▸ **What the task requires**
Only the lines with "done" in the entries below belong in the answer; please copy them.

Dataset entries

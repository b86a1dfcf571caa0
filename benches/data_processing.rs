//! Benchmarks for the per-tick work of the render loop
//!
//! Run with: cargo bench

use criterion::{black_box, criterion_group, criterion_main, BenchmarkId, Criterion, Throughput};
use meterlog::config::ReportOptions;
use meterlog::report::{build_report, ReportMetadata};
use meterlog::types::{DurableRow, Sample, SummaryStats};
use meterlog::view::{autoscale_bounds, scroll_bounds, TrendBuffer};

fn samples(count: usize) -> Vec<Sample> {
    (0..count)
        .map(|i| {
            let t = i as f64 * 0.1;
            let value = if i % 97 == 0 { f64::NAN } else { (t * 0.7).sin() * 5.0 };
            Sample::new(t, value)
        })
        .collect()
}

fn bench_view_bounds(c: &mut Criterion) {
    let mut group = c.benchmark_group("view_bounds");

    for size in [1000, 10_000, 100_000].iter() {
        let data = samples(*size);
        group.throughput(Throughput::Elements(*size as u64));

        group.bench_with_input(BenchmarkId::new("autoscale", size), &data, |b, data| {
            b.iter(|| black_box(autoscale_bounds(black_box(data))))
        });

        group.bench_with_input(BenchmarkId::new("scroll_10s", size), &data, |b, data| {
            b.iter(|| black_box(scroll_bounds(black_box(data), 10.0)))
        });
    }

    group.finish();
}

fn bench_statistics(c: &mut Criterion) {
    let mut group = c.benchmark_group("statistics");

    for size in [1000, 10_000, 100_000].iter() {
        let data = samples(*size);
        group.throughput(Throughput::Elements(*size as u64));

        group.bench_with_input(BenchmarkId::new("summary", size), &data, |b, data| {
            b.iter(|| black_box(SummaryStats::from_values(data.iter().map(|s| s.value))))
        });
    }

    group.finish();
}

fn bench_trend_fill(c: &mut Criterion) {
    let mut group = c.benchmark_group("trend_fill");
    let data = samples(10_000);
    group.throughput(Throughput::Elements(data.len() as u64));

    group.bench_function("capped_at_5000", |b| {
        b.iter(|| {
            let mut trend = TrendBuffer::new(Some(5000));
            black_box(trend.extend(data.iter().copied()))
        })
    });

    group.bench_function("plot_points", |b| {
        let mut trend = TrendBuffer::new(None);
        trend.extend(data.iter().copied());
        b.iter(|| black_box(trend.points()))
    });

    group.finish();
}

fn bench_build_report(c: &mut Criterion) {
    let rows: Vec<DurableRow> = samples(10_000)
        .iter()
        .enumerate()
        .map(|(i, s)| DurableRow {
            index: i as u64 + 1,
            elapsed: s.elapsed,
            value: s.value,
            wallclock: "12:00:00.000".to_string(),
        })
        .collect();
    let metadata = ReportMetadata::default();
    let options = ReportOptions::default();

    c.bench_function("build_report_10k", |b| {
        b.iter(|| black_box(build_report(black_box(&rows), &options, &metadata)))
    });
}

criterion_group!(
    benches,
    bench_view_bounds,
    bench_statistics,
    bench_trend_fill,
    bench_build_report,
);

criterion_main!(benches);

---

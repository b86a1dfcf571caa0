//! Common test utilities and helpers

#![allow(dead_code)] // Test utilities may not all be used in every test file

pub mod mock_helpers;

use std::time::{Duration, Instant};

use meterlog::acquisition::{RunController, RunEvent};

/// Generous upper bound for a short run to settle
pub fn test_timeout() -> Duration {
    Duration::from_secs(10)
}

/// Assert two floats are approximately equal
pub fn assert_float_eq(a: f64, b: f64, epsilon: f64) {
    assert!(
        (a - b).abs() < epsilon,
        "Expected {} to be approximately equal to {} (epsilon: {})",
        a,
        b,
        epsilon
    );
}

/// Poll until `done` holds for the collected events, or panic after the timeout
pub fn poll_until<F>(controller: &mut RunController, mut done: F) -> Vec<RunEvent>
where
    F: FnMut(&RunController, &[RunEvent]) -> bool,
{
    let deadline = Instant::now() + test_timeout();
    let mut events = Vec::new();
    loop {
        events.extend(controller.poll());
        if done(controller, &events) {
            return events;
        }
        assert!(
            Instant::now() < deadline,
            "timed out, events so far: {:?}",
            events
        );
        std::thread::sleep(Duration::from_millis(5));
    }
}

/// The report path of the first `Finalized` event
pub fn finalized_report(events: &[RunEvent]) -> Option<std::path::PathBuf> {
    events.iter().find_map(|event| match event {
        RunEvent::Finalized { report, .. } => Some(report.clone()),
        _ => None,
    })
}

▸ **Result of the task**
/// Poll until `done` holds for the collected events, or panic after the timeout
pub fn poll_until<F>(controller: &mut RunController, mut done: F) -> Vec<RunEvent>
        if done(controller, &events) {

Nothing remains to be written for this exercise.